Abstract

Accurate identification of pig cough is essential for comprehensive monitoring and diagnosis of the respiratory health status of pigs. It contributes to stress-free animal health management, reduces pig mortality and improves the economics of farming. Creating a representative multisource signal signature of pig cough is a critical step in achieving automatic recognition of pig cough. For this reason, in this paper, we propose a feature fusion classification method that combines the spectrogram deep features and thermal image deep features to be fed into a support vector machine (SVM) classifier to accomplish cough classification. First, we use a time–frequency transformation algorithm to convert a one-dimensional cough sound signal into a two-dimensional acoustic spectrogram. Then, the corresponding heterogeneous deep features are extracted from the cough spectrogram and thermal image by fine-tuning Lenet-5 and a customized CoughRNet shallow convolutional neural network.
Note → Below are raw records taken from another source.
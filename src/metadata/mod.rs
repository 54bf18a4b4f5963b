//! Durable record of indexed folders, files and chunks
//!
//! The whole store is one JSON document replaced atomically (write to a temp
//! file, then rename). Folder-level changes are persisted immediately; file and
//! chunk writes mark the store dirty and are persisted by [`MetadataStore::flush`],
//! which the indexing pipeline calls at checkpoints.

use crate::error::MetadataError;
use chrono::{DateTime, Utc};
use schemars::JsonSchema;
use serde::{Deserialize, Serialize};
use std::collections::{BTreeMap, HashMap};
use std::path::{Path, PathBuf};
use tokio::sync::RwLock;
use uuid::Uuid;

/// Folder lifecycle
#[derive(Debug, Clone, Copy, PartialEq, Eq, Serialize, Deserialize, JsonSchema)]
#[serde(rename_all = "lowercase")]
pub enum FolderStatus {
    Pending,
    Scanning,
    Active,
    Error,
}

#[derive(Debug, Clone, Serialize, Deserialize)]
pub struct FolderRecord {
    pub id: String,
    pub path: String,
    pub description: Option<String>,
    pub status: FolderStatus,
    pub error: Option<String>,
    pub file_count: usize,
    pub added_at: DateTime<Utc>,
    pub last_scanned: Option<DateTime<Utc>>,
}

#[derive(Debug, Clone, PartialEq, Serialize, Deserialize)]
pub struct FileRecord {
    pub id: String,
    pub folder_id: String,
    pub path: String,
    pub relative_path: String,
    pub language: String,
    pub sha256: String,
    pub size: u64,
    pub line_count: usize,
    pub chunk_count: usize,
    pub modified_at: Option<DateTime<Utc>>,
    pub indexed_at: DateTime<Utc>,
    pub updated_at: DateTime<Utc>,
}

#[derive(Debug, Clone, PartialEq, Serialize, Deserialize)]
pub struct ChunkRecord {
    pub file_id: String,
    pub chunk_num: usize,
    pub start_line: usize,
    pub end_line: usize,
    pub content: String,
    pub vector_id: String,
    pub indexed_at: DateTime<Utc>,
}

/// Aggregate counts across the store
#[derive(Debug, Clone, Default)]
pub struct StoreStatus {
    pub total_folders: usize,
    pub total_files: usize,
    pub total_chunks: usize,
    pub total_size: u64,
    pub active_folders: usize,
    pub scanning_folders: usize,
    pub error_folders: usize,
    pub last_scan: Option<DateTime<Utc>>,
}

/// Stable file id, so a rescan after a crash addresses the same vector points
pub fn file_id(folder_id: &str, relative_path: &str) -> String {
    Uuid::new_v5(
        &Uuid::NAMESPACE_URL,
        format!("code-index:file:{}:{}", folder_id, relative_path).as_bytes(),
    )
    .to_string()
}

/// Vector point id for one chunk of a file
pub fn vector_id(file_id: &str, chunk_num: usize) -> String {
    Uuid::new_v5(
        &Uuid::NAMESPACE_URL,
        format!("code-index:chunk:{}:{}", file_id, chunk_num).as_bytes(),
    )
    .to_string()
}

#[derive(Debug, Default, Serialize, Deserialize)]
struct State {
    folders: BTreeMap<String, FolderRecord>,
    files: BTreeMap<String, FileRecord>,
    /// file id -> chunks ordered by chunk_num
    chunks: BTreeMap<String, Vec<ChunkRecord>>,
    /// (folder id, path) -> file id
    #[serde(skip)]
    file_index: HashMap<(String, String), String>,
    #[serde(skip)]
    dirty: bool,
}

impl State {
    fn rebuild_index(&mut self) {
        self.file_index = self
            .files
            .values()
            .map(|f| ((f.folder_id.clone(), f.path.clone()), f.id.clone()))
            .collect();
    }

    fn remove_file(&mut self, file_id: &str) -> Option<FileRecord> {
        let record = self.files.remove(file_id)?;
        self.chunks.remove(file_id);
        self.file_index
            .remove(&(record.folder_id.clone(), record.path.clone()));
        self.dirty = true;
        Some(record)
    }
}

pub struct MetadataStore {
    /// `None` keeps everything in memory
    path: Option<PathBuf>,
    state: RwLock<State>,
}

impl MetadataStore {
    /// Open (or create) the store at `path`
    pub fn open(path: &Path) -> Result<Self, MetadataError> {
        let mut state = if path.exists() {
            let content = std::fs::read_to_string(path).map_err(|e| MetadataError::Load {
                path: path.display().to_string(),
                reason: e.to_string(),
            })?;
            serde_json::from_str::<State>(&content).map_err(|e| MetadataError::Load {
                path: path.display().to_string(),
                reason: e.to_string(),
            })?
        } else {
            tracing::debug!("Metadata file not found, starting empty");
            State::default()
        };
        state.rebuild_index();

        for folder in state.folders.values_mut() {
            if folder.status == FolderStatus::Scanning {
                tracing::warn!("Folder {} was mid-scan at shutdown", folder.path);
                folder.status = FolderStatus::Error;
                folder.error = Some("scan interrupted; rescan to repair".to_string());
                state.dirty = true;
            }
        }

        tracing::info!(
            "Loaded metadata: {} folders, {} files",
            state.folders.len(),
            state.files.len()
        );

        Ok(Self {
            path: Some(path.to_path_buf()),
            state: RwLock::new(state),
        })
    }

    pub fn in_memory() -> Self {
        Self {
            path: None,
            state: RwLock::new(State::default()),
        }
    }

    /// Persist pending changes, if any
    pub async fn flush(&self) -> Result<(), MetadataError> {
        let mut state = self.state.write().await;
        if !state.dirty {
            return Ok(());
        }
        if let Some(path) = &self.path {
            persist(path, &state)?;
        }
        state.dirty = false;
        Ok(())
    }

    /// Register a new folder in `pending` state
    pub async fn register_folder(
        &self,
        path: &str,
        description: Option<String>,
    ) -> Result<FolderRecord, MetadataError> {
        let record = {
            let mut state = self.state.write().await;
            if state.folders.values().any(|f| f.path == path) {
                return Err(MetadataError::AlreadyRegistered(path.to_string()));
            }

            let record = FolderRecord {
                id: Uuid::new_v4().to_string(),
                path: path.to_string(),
                description,
                status: FolderStatus::Pending,
                error: None,
                file_count: 0,
                added_at: Utc::now(),
                last_scanned: None,
            };
            state.folders.insert(record.id.clone(), record.clone());
            state.dirty = true;
            record
        };
        self.flush().await?;
        Ok(record)
    }

    pub async fn folder(&self, id: &str) -> Option<FolderRecord> {
        self.state.read().await.folders.get(id).cloned()
    }

    pub async fn folder_by_path(&self, path: &str) -> Option<FolderRecord> {
        self.state
            .read()
            .await
            .folders
            .values()
            .find(|f| f.path == path)
            .cloned()
    }

    /// All folders, ordered by path
    pub async fn folders(&self) -> Vec<FolderRecord> {
        let mut folders: Vec<FolderRecord> =
            self.state.read().await.folders.values().cloned().collect();
        folders.sort_by(|a, b| a.path.cmp(&b.path));
        folders
    }

    pub async fn set_folder_status(
        &self,
        id: &str,
        status: FolderStatus,
        error: Option<String>,
    ) -> Result<(), MetadataError> {
        {
            let mut state = self.state.write().await;
            let folder = state
                .folders
                .get_mut(id)
                .ok_or_else(|| MetadataError::FolderNotFound(id.to_string()))?;
            folder.status = status;
            folder.error = error;
            state.dirty = true;
        }
        self.flush().await
    }

    /// Mark a scan complete: `active`, file count, last scan time
    pub async fn finish_scan(&self, id: &str, file_count: usize) -> Result<(), MetadataError> {
        {
            let mut state = self.state.write().await;
            let folder = state
                .folders
                .get_mut(id)
                .ok_or_else(|| MetadataError::FolderNotFound(id.to_string()))?;
            folder.status = FolderStatus::Active;
            folder.error = None;
            folder.file_count = file_count;
            folder.last_scanned = Some(Utc::now());
            state.dirty = true;
        }
        self.flush().await
    }

    /// Recount a folder's files after an incremental change
    pub async fn refresh_file_count(&self, id: &str) -> Result<usize, MetadataError> {
        let mut state = self.state.write().await;
        let count = state.files.values().filter(|f| f.folder_id == id).count();
        let folder = state
            .folders
            .get_mut(id)
            .ok_or_else(|| MetadataError::FolderNotFound(id.to_string()))?;
        if folder.file_count != count {
            folder.file_count = count;
            state.dirty = true;
        }
        Ok(count)
    }

    pub async fn files_for_folder(&self, folder_id: &str) -> Vec<FileRecord> {
        self.state
            .read()
            .await
            .files
            .values()
            .filter(|f| f.folder_id == folder_id)
            .cloned()
            .collect()
    }

    pub async fn file_by_path(&self, folder_id: &str, path: &str) -> Option<FileRecord> {
        let state = self.state.read().await;
        state
            .file_index
            .get(&(folder_id.to_string(), path.to_string()))
            .and_then(|id| state.files.get(id))
            .cloned()
    }

    /// Replace a file record and all of its chunks
    pub async fn replace_file(
        &self,
        record: FileRecord,
        mut chunks: Vec<ChunkRecord>,
    ) -> Result<(), MetadataError> {
        let mut state = self.state.write().await;
        if !state.folders.contains_key(&record.folder_id) {
            return Err(MetadataError::FolderNotFound(record.folder_id.clone()));
        }

        let key = (record.folder_id.clone(), record.path.clone());
        if let Some(existing) = state.file_index.get(&key).cloned()
            && existing != record.id
        {
            state.remove_file(&existing);
        }

        chunks.sort_by_key(|c| c.chunk_num);
        state.file_index.insert(key, record.id.clone());
        state.chunks.insert(record.id.clone(), chunks);
        state.files.insert(record.id.clone(), record);
        state.dirty = true;
        Ok(())
    }

    /// Chunks of a file in sequence order
    pub async fn chunks_for_file(&self, file_id: &str) -> Vec<ChunkRecord> {
        self.state
            .read()
            .await
            .chunks
            .get(file_id)
            .cloned()
            .unwrap_or_default()
    }

    /// Remove a file and its chunks; false when it was not present
    pub async fn remove_file(&self, file_id: &str) -> bool {
        self.state.write().await.remove_file(file_id).is_some()
    }

    /// Remove a folder with all its files and chunks, returning the file count
    pub async fn remove_folder(&self, id: &str) -> Result<usize, MetadataError> {
        let removed = {
            let mut state = self.state.write().await;
            if state.folders.remove(id).is_none() {
                return Err(MetadataError::FolderNotFound(id.to_string()));
            }

            let file_ids: Vec<String> = state
                .files
                .values()
                .filter(|f| f.folder_id == id)
                .map(|f| f.id.clone())
                .collect();
            for file_id in &file_ids {
                state.remove_file(file_id);
            }
            state.dirty = true;
            file_ids.len()
        };
        self.flush().await?;
        Ok(removed)
    }

    pub async fn status(&self) -> StoreStatus {
        let state = self.state.read().await;
        let mut status = StoreStatus {
            total_folders: state.folders.len(),
            total_files: state.files.len(),
            total_chunks: state.chunks.values().map(Vec::len).sum(),
            total_size: state.files.values().map(|f| f.size).sum(),
            ..Default::default()
        };

        for folder in state.folders.values() {
            match folder.status {
                FolderStatus::Active => status.active_folders += 1,
                FolderStatus::Scanning => status.scanning_folders += 1,
                FolderStatus::Error => status.error_folders += 1,
                FolderStatus::Pending => {}
            }
            if folder.last_scanned > status.last_scan {
                status.last_scan = folder.last_scanned;
            }
        }
        status
    }
}

fn persist(path: &Path, state: &State) -> Result<(), MetadataError> {
    let fail = |reason: String| MetadataError::Persist {
        path: path.display().to_string(),
        reason,
    };

    if let Some(parent) = path.parent() {
        std::fs::create_dir_all(parent).map_err(|e| fail(e.to_string()))?;
    }

    let content = serde_json::to_string(state).map_err(|e| fail(e.to_string()))?;
    let tmp = path.with_extension("json.tmp");
    std::fs::write(&tmp, content).map_err(|e| fail(e.to_string()))?;
    std::fs::rename(&tmp, path).map_err(|e| fail(e.to_string()))?;

    tracing::debug!("Saved metadata to {:?}", path);
    Ok(())
}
Finally, we employ an early fusion technique to align and splice the extracted heterogeneous deep features and feed them into an SVM for the automatic classification task of pig cough. Our study evaluates the classification performance, recognition speed and model size of the proposed deep feature fusion classification network with satisfactory results. Experimental results show that the method achieves 99.77% accuracy in pig cough recognition. This further demonstrates the effectiveness of combining abstract heterogeneous sound and thermal image deep features as a method for automated detection of pig respiratory health.